- _Exercise description_: Print out the records that follow, exactly and completely.
** Data in this exercise follows **
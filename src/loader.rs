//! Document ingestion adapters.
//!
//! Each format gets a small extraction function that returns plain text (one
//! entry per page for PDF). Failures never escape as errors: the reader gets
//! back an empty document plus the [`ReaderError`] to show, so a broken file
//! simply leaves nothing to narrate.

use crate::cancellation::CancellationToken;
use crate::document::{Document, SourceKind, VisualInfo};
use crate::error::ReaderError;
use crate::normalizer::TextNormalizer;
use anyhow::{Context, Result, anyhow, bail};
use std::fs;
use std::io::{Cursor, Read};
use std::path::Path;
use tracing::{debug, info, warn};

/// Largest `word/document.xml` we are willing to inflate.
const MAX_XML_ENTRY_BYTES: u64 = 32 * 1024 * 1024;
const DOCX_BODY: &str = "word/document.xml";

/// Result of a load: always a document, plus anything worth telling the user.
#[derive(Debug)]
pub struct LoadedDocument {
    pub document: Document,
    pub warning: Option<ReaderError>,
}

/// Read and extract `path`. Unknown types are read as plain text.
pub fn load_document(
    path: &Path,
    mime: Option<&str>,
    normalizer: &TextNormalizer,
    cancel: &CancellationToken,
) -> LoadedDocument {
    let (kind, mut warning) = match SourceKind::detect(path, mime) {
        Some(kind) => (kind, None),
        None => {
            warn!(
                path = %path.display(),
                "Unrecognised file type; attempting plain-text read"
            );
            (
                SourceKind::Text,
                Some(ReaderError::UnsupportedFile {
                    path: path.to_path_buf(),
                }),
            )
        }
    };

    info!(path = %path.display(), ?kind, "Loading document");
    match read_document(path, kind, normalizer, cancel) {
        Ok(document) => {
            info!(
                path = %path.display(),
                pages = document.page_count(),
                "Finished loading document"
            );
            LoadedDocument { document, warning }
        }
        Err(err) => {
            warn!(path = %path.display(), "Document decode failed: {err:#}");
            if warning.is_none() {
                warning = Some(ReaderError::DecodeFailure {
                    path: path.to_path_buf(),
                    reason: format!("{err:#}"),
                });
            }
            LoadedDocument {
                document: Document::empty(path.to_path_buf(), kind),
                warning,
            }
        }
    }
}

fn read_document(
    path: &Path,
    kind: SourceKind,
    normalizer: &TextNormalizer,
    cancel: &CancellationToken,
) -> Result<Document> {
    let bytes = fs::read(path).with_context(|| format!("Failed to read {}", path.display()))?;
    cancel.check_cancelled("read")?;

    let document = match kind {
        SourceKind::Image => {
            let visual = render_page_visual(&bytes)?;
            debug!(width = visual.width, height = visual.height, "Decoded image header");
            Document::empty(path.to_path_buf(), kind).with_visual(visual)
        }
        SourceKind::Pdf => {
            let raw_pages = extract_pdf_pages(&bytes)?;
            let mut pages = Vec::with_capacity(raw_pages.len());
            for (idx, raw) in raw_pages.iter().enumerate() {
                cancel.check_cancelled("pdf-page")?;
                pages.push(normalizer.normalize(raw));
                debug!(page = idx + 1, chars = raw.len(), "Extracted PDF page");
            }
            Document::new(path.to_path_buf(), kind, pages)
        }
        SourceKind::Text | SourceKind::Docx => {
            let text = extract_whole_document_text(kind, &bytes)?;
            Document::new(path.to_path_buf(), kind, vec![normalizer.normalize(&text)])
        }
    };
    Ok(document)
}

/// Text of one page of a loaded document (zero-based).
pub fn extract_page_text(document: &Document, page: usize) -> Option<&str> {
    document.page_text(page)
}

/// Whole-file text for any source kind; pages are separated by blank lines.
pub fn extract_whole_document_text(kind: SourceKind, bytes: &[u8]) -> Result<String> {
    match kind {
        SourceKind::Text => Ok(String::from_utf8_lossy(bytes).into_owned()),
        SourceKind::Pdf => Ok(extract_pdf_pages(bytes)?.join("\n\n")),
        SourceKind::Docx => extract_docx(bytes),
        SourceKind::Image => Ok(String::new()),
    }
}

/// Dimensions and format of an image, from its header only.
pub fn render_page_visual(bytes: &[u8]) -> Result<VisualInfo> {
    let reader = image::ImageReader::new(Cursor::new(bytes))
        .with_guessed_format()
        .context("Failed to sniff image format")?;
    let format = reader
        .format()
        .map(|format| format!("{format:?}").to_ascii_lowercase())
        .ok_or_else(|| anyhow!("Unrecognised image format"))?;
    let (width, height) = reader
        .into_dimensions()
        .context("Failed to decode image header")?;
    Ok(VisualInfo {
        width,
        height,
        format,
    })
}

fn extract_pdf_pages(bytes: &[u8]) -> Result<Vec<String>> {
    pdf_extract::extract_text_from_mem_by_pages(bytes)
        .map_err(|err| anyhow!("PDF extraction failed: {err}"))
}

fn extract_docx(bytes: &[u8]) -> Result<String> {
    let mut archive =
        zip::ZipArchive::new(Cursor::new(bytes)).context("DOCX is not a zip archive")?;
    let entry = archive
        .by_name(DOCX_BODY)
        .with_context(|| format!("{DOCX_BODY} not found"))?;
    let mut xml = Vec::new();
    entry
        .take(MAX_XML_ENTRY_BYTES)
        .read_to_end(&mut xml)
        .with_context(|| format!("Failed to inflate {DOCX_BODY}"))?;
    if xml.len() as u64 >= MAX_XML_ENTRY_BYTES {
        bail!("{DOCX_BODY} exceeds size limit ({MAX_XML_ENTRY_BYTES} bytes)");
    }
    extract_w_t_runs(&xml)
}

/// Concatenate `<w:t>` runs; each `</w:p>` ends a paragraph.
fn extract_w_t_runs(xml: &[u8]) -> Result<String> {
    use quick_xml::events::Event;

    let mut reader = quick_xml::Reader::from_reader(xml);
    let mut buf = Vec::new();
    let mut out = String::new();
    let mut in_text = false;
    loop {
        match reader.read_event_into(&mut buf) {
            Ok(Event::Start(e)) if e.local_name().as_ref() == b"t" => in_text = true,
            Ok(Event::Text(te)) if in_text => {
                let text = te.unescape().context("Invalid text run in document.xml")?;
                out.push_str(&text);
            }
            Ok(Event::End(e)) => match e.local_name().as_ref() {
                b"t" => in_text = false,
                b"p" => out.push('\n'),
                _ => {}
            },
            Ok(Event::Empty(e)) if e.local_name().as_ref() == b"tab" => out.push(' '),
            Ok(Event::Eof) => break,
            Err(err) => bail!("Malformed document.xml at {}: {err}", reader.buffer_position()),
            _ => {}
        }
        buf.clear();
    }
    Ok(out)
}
** End of Data in this exercise **
- _Solution for this problem_:
filename src/loader.rs
//! Document ingestion adapters.
//!
//! Each format gets a small extraction function that returns plain text (one
//! entry per page for PDF). Failures never escape as errors: the reader gets
//! back an empty document plus the [`ReaderError`] to show, so a broken file
//! simply leaves nothing to narrate.

use crate::cancellation::CancellationToken;
use crate::document::{Document, SourceKind, VisualInfo};
use crate::error::ReaderError;
use crate::normalizer::TextNormalizer;
use anyhow::{Context, Result, anyhow, bail};
use std::fs;
use std::io::{Cursor, Read};
use std::path::Path;
use tracing::{debug, info, warn};

/// Largest `word/document.xml` we are willing to inflate.
const MAX_XML_ENTRY_BYTES: u64 = 32 * 1024 * 1024;
const DOCX_BODY: &str = "word/document.xml";

/// Result of a load: always a document, plus anything worth telling the user.
#[derive(Debug)]
pub struct LoadedDocument {
    pub document: Document,
    pub warning: Option<ReaderError>,
}

/// Read and extract `path`. Unknown types are read as plain text.
pub fn load_document(
    path: &Path,
    mime: Option<&str>,
    normalizer: &TextNormalizer,
    cancel: &CancellationToken,
) -> LoadedDocument {
    let (kind, mut warning) = match SourceKind::detect(path, mime) {
        Some(kind) => (kind, None),
        None => {
            warn!(
                path = %path.display(),
                "Unrecognised file type; attempting plain-text read"
            );
            (
                SourceKind::Text,
                Some(ReaderError::UnsupportedFile {
                    path: path.to_path_buf(),
                }),
            )
        }
    };

    info!(path = %path.display(), ?kind, "Loading document");
    match read_document(path, kind, normalizer, cancel) {
        Ok(document) => {
            info!(
                path = %path.display(),
                pages = document.page_count(),
                "Finished loading document"
            );
            LoadedDocument { document, warning }
        }
        Err(err) => {
            warn!(path = %path.display(), "Document decode failed: {err:#}");
            if warning.is_none() {
                warning = Some(ReaderError::DecodeFailure {
                    path: path.to_path_buf(),
                    reason: format!("{err:#}"),
                });
            }
            LoadedDocument {
                document: Document::empty(path.to_path_buf(), kind),
                warning,
            }
        }
    }
}

fn read_document(
    path: &Path,
    kind: SourceKind,
    normalizer: &TextNormalizer,
    cancel: &CancellationToken,
) -> Result<Document> {
    let bytes = fs::read(path).with_context(|| format!("Failed to read {}", path.display()))?;
    cancel.check_cancelled("read")?;

    let document = match kind {
        SourceKind::Image => {
            let visual = render_page_visual(&bytes)?;
            debug!(width = visual.width, height = visual.height, "Decoded image header");
            Document::empty(path.to_path_buf(), kind).with_visual(visual)
        }
        SourceKind::Pdf => {
            let raw_pages = extract_pdf_pages(&bytes)?;
            let mut pages = Vec::with_capacity(raw_pages.len());
            for (idx, raw) in raw_pages.iter().enumerate() {
                cancel.check_cancelled("pdf-page")?;
                pages.push(normalizer.normalize(raw));
                debug!(page = idx + 1, chars = raw.len(), "Extracted PDF page");
            }
            Document::new(path.to_path_buf(), kind, pages)
        }
        SourceKind::Text | SourceKind::Docx => {
            let text = extract_whole_document_text(kind, &bytes)?;
            Document::new(path.to_path_buf(), kind, vec![normalizer.normalize(&text)])
        }
    };
    Ok(document)
}

/// Text of one page of a loaded document (zero-based).
pub fn extract_page_text(document: &Document, page: usize) -> Option<&str> {
    document.page_text(page)
}

/// Whole-file text for any source kind; pages are separated by blank lines.
pub fn extract_whole_document_text(kind: SourceKind, bytes: &[u8]) -> Result<String> {
    match kind {
        SourceKind::Text => Ok(String::from_utf8_lossy(bytes).into_owned()),
        SourceKind::Pdf => Ok(extract_pdf_pages(bytes)?.join("\n\n")),
        SourceKind::Docx => extract_docx(bytes),
        SourceKind::Image => Ok(String::new()),
    }
}

/// Dimensions and format of an image, from its header only.
pub fn render_page_visual(bytes: &[u8]) -> Result<VisualInfo> {
    let reader = image::ImageReader::new(Cursor::new(bytes))
        .with_guessed_format()
        .context("Failed to sniff image format")?;
    let format = reader
        .format()
        .map(|format| format!("{format:?}").to_ascii_lowercase())
        .ok_or_else(|| anyhow!("Unrecognised image format"))?;
    let (width, height) = reader
        .into_dimensions()
        .context("Failed to decode image header")?;
    Ok(VisualInfo {
        width,
        height,
        format,
    })
}

fn extract_pdf_pages(bytes: &[u8]) -> Result<Vec<String>> {
    pdf_extract::extract_text_from_mem_by_pages(bytes)
        .map_err(|err| anyhow!("PDF extraction failed: {err}"))
}

fn extract_docx(bytes: &[u8]) -> Result<String> {
    let mut archive =
        zip::ZipArchive::new(Cursor::new(bytes)).context("DOCX is not a zip archive")?;
    let entry = archive
        .by_name(DOCX_BODY)
        .with_context(|| format!("{DOCX_BODY} not found"))?;
    let mut xml = Vec::new();
    entry
        .take(MAX_XML_ENTRY_BYTES)
        .read_to_end(&mut xml)
        .with_context(|| format!("Failed to inflate {DOCX_BODY}"))?;
    if xml.len() as u64 >= MAX_XML_ENTRY_BYTES {
        bail!("{DOCX_BODY} exceeds size limit ({MAX_XML_ENTRY_BYTES} bytes)");
    }
    extract_w_t_runs(&xml)
}

/// Concatenate `<w:t>` runs; each `</w:p>` ends a paragraph.
fn extract_w_t_runs(xml: &[u8]) -> Result<String> {
    use quick_xml::events::Event;

    let mut reader = quick_xml::Reader::from_reader(xml);
    let mut buf = Vec::new();
    let mut out = String::new();
    let mut in_text = false;
    loop {
        match reader.read_event_into(&mut buf) {
            Ok(Event::Start(e)) if e.local_name().as_ref() == b"t" => in_text = true,
            Ok(Event::Text(te)) if in_text => {
                let text = te.unescape().context("Invalid text run in document.xml")?;
                out.push_str(&text);
            }
            Ok(Event::End(e)) => match e.local_name().as_ref() {
                b"t" => in_text = false,
                b"p" => out.push('\n'),
                _ => {}
            },
            Ok(Event::Empty(e)) if e.local_name().as_ref() == b"tab" => out.push(' '),
            Ok(Event::Eof) => break,
            Err(err) => bail!("Malformed document.xml at {}: {err}", reader.buffer_position()),
            _ => {}
        }
        buf.clear();
    }
    Ok(out)
}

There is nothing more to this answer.